February 16, 2016 / 9:14 AM / in 4 years

UPDATE 1-Indonesia to review rules banning metal concentrate exports from 2017

(Adds details, background)

By Wilda Asmarini

JAKARTA, Feb 16 (Reuters) - Indonesia will review rules banning exports of partially processed metal ores, including copper and zinc, as the smelters they were intended to develop have not materialized amid low commodity prices, the country’s mining minister said Tuesday.

Indonesia banned metal ore exports in early 2014 to encourage firms to build smelters to create jobs and shift exports from raw materials to higher-value finished metals. However, the ban cost the country, the world’s top nickel ore exporter and a major supplier of bauxite for aluminum, billions of dollars in lost revenue.

Since the ban, many of Indonesia’s nickel and bauxite miners have shelved smelter projects amid falling commodity prices. Up to seven projects are expected to be completed this year.

While the 2014 ban has remained intact for nickel ore and bauxite exports, the government gave producers of partially processed metals known as concentrates until 2017 to continue exports if they paid an export tax and developed domestic processing facilities.

Indonesia will this year review the concentrates export ban as part of a revision of the 2009 mining law that led to the export edicts and other regulations, said Energy and Mineral Resources Minister Sudirman Said.

“If no review is done, it is almost certain there will be a lot of breaches,” Said told reporters. “Articles (in rules) that can’t be implemented have no value.”

“Smelters must be built in three years, and that’s while mineral industry prices have dropped. Many mining companies are facing difficulties,” Said told reporters.

The mineral export rules have been a flashpoint between the government, which is constitutionally bound to maximise returns from resources, and companies including U.S. miners Freeport McMoRan Inc and Newmont Mining Corp.

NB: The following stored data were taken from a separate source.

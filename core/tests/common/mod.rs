// SPDX-FileCopyrightText: 2025-2026 Zexin Yuan <aim@yzx9.xyz>
//
// SPDX-License-Identifier: Apache-2.0

//! Common test utilities for integration tests.
//!
//! This module provides shared test infrastructure including:
//! - Builders for WordprocessingML timetables and their containers
//! - Assertion helpers for the generated iCalendar text

mod assertions;

#[allow(unused_imports)]
pub use assertions::{assert_skipped, count_ics_occurrences, ics_property};
#[allow(unused_imports)]
pub use fixtures::{
    TestCell, deflated_docx, document_xml, fixed_stamp, flat_opc, sample_package, stored_docx,
    timetable,
};
// SPDX-FileCopyrightText: 2025-2026 Zexin Yuan <aim@yzx9.xyz>
//
// SPDX-License-Identifier: Apache-2.0

use std::{error::Error, path::PathBuf};

use clap::{ArgMatches, Command};
use colored::Colorize;
use ttcal_core::{Diagnostics, ParseResult};

use crate::arg::{CommonArgs, OutputFormat, ParseOverrides, TimetableArgs};
use crate::config::Config;
use crate::event_formatter::EventFormatter;
use crate::util::read_timetable;

#[derive(Debug, Clone)]
pub struct CmdEvents {
    pub input: PathBuf,
    pub overrides: ParseOverrides,
    pub output_format: OutputFormat,
    pub verbose: bool,
}

impl CmdEvents {
    pub const NAME: &str = "events";

    pub fn command() -> Command {
        Command::new(Self::NAME)
            .alias("ls")
            .about("List the events of a timetable")
            .arg(TimetableArgs::input())
            .arg(TimetableArgs::start())
            .arg(TimetableArgs::tz())
            .arg(CommonArgs::output_format())
            .arg(CommonArgs::verbose())
    }

    pub fn from(matches: &ArgMatches) -> Self {
        Self {
            input: TimetableArgs::get_input(matches),
            overrides: TimetableArgs::get_overrides(matches),
            output_format: CommonArgs::get_output_format(matches),
            verbose: CommonArgs::get_verbose(matches),
        }
    }

    pub async fn run(self, config: &Config) -> Result<(), Box<dyn Error>> {
        tracing::debug!(?self, "listing events...");
        let (result, diagnostics) = self.load(config).await?;

        if self.output_format == OutputFormat::Table && !result.title.is_empty() {
            println!("{}", result.title.bold());
        }
        let formatter = EventFormatter::new(self.verbose).with_output_format(self.output_format);
        print!("{}", formatter.format(&result.events));

        if self.verbose && !diagnostics.is_empty() {
            eprintln!(
                "{} {} entries skipped",
                "Warning:".yellow(),
                diagnostics.len()
            );
            for skip in diagnostics.skips() {
                eprintln!("  {skip}");
            }
        }
        Ok(())
    }

    async fn load(&self, config: &Config) -> Result<(ParseResult, Diagnostics), Box<dyn Error>> {
        let options = self.overrides.apply(&config.core);
        let mut diagnostics = Diagnostics::new();
        let sink = self.verbose.then_some(&mut diagnostics);
        let result = read_timetable(&self.input, &options, sink).await?;
        Ok((result, diagnostics))
    }
}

Indonesia’s government in January halted copper exports from Freeport’s Grasberg mine, only agreeing on Feb. 9 to allow them for a six-month period, because of its unhappiness with the progress on a second smelter at the site.

It was not immediately clear if the planned revision of mining rules would ease the ban on nickel ore or bauxite exports.

When asked whether the planned revision of the mining law would affect rules on exports of bauxite and nickel, Coal and Minerals Director General Bambang Gatot told the same group of reporters on Tuesday, “Let’s see ... If it’s not regulated in detail we can make new regulations.” (Reporting by Wilda Asmarini, Writing by Fergus Jensen; Editing by Himani Sarkar and Christian Schmollinger)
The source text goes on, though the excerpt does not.